Ce 16 octobre 1970, le Prix Nobel de médecine décerné à trois savants travaillant sur les cellules nerveuses, le verdict des Assises de la Seine condamnant Claude Buffet à la réclusion perpétuelle pour le meurtre d’une femme et une prise d’otages à Montréal se partagent la Une de la «Tribune de Genève». Les Genevois, eux, s’inquiètent du manque de terrain à bâtir et des nuisances de l’aéroport, traités dans les pages locales du quotidien.

Une lettre de travailleurs espagnols lue en séance et transmise au Conseil d’État concernant la pénurie de logement et l’examen des comptes-rendus administratif et financier de 1969 autorise le rapporteur général André Clerc à se poser la question de la hiérarchie des valeurs en ces termes: «assurer un toit à chacun est un impératif sans commune mesure avec le succès d’une saison théâtrale ou sportive».

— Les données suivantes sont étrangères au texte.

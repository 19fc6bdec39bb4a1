//! Property-Based Tests for the Command Module
//!
//! Drives the dispatcher with random command sequences and checks it against
//! a plain in-memory model.

use proptest::prelude::*;
use std::collections::HashMap;
use std::sync::Arc;

use tokio_test::block_on;

use crate::cache::Store;
use crate::command::{Dispatcher, OK};
use crate::error::KvError;

// == Strategies ==
/// Small key alphabet so sequences revisit the same keys
fn key_strategy() -> impl Strategy<Value = String> {
    "[a-c]".prop_map(|s| s)
}

/// Queue-safe tokens: non-empty, no whitespace
fn token_strategy() -> impl Strategy<Value = String> {
    "[a-zA-Z0-9_]{1,12}".prop_map(|s| s)
}

#[derive(Debug, Clone)]
enum KvOp {
    Set { key: String, value: String },
    Get { key: String },
    QPush { key: String, values: Vec<String> },
    QPop { key: String },
}

impl KvOp {
    fn command(&self) -> String {
        match self {
            KvOp::Set { key, value } => format!("SET {} {}", key, value),
            KvOp::Get { key } => format!("GET {}", key),
            KvOp::QPush { key, values } => format!("QPUSH {} {}", key, values.join(" ")),
            KvOp::QPop { key } => format!("QPOP {}", key),
        }
    }

    /// Expected reply according to a map of key -> queue tokens.
    fn apply(&self, model: &mut HashMap<String, Vec<String>>) -> Result<String, KvError> {
        match self {
            KvOp::Set { key, value } => {
                model.insert(key.clone(), vec![value.clone()]);
                Ok(OK.to_string())
            }
            KvOp::Get { key } => model
                .get(key)
                .map(|tokens| tokens.join(" "))
                .ok_or(KvError::KeyMissing),
            KvOp::QPush { key, values } => {
                model.entry(key.clone()).or_default().extend(values.iter().cloned());
                Ok(OK.to_string())
            }
            KvOp::QPop { key } => {
                let tokens = model.get_mut(key).ok_or(KvError::EmptyQueue)?;
                let popped = tokens.pop().ok_or(KvError::EmptyQueue)?;
                if tokens.is_empty() {
                    model.remove(key);
                }
                Ok(popped)
            }
        }
    }
}

fn kv_op_strategy() -> impl Strategy<Value = KvOp> {
    prop_oneof![
        (key_strategy(), token_strategy()).prop_map(|(key, value)| KvOp::Set { key, value }),
        key_strategy().prop_map(|key| KvOp::Get { key }),
        (key_strategy(), prop::collection::vec(token_strategy(), 1..5))
            .prop_map(|(key, values)| KvOp::QPush { key, values }),
        key_strategy().prop_map(|key| KvOp::QPop { key }),
    ]
}

fn dispatcher() -> Dispatcher {
    Dispatcher::new(Arc::new(Store::new()))
}

proptest! {
    #![proptest_config(ProptestConfig::with_cases(100))]

    // Every reply matches the model, and no key ever maps to an empty value.
    #[test]
    fn prop_dispatcher_matches_model(ops in prop::collection::vec(kv_op_strategy(), 1..60)) {
        let kv = dispatcher();
        let mut model = HashMap::new();

        for op in ops {
            let expected = op.apply(&mut model);
            let actual = block_on(kv.process(&op.command()));
            prop_assert_eq!(&actual, &expected, "Reply mismatch for {:?}", op);

            let keyspace = block_on(kv.store().read());
            prop_assert_eq!(keyspace.len(), model.len(), "Key count mismatch");
            for key in model.keys() {
                let record = keyspace.get(key);
                prop_assert!(record.is_some_and(|r| !r.value.is_empty()), "Key '{}' empty or missing", key);
            }
        }
    }

    #[test]
    fn prop_set_get_round_trip(key in token_strategy(), value in token_strategy()) {
        let kv = dispatcher();

        prop_assert_eq!(block_on(kv.process(&format!("SET {} {}", key, value))), Ok(OK.to_string()));
        prop_assert_eq!(block_on(kv.process(&format!("GET {}", key))), Ok(value));
    }

    #[test]
    fn prop_queue_drains_in_reverse(key in token_strategy(), values in prop::collection::vec(token_strategy(), 1..20)) {
        let kv = dispatcher();

        block_on(kv.qpush(&key, &values)).unwrap();

        for expected in values.iter().rev() {
            prop_assert_eq!(&block_on(kv.qpop(&key)).unwrap(), expected);
        }
        prop_assert_eq!(block_on(kv.qpop(&key)), Err(KvError::EmptyQueue));
        prop_assert!(block_on(kv.store().is_empty()));
    }

    #[test]
    fn prop_nx_never_overwrites(key in token_strategy(), first in token_strategy(), second in token_strategy()) {
        let kv = dispatcher();

        block_on(kv.process(&format!("SET {} {} NX", key, first))).unwrap();
        prop_assert_eq!(
            block_on(kv.process(&format!("SET {} {} NX", key, second))),
            Err(KvError::KeyExists)
        );
        prop_assert_eq!(block_on(kv.process(&format!("GET {}", key))), Ok(first));
    }

    #[test]
    fn prop_xx_never_creates(key in token_strategy(), value in token_strategy()) {
        let kv = dispatcher();

        prop_assert_eq!(
            block_on(kv.process(&format!("SET {} {} XX", key, value))),
            Err(KvError::KeyMissing)
        );
        prop_assert!(!block_on(kv.store().read()).exists(&key));
    }
}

Le maire de l’époque répond que «les terrains immédiatement disponibles à la construction sont très difficiles à trouver». Il ajoute que 23% du total des crédits extraordinaires sont allés à des acquisitions de terrains.

Deux conseillers reprochent au Conseil administratif de ne pas être assez dynamique en matière de logement. Le conseiller administratif Ketterer réaffirme, lui, qu’on ne peut pas construire n’importe quoi, n’importe où et n’importe comment.

Dans la même édition, les riverains de Cointrin demandent «le respect des lois». Ils soulignent que les vols de nuit sont «une atteinte à la santé de la population».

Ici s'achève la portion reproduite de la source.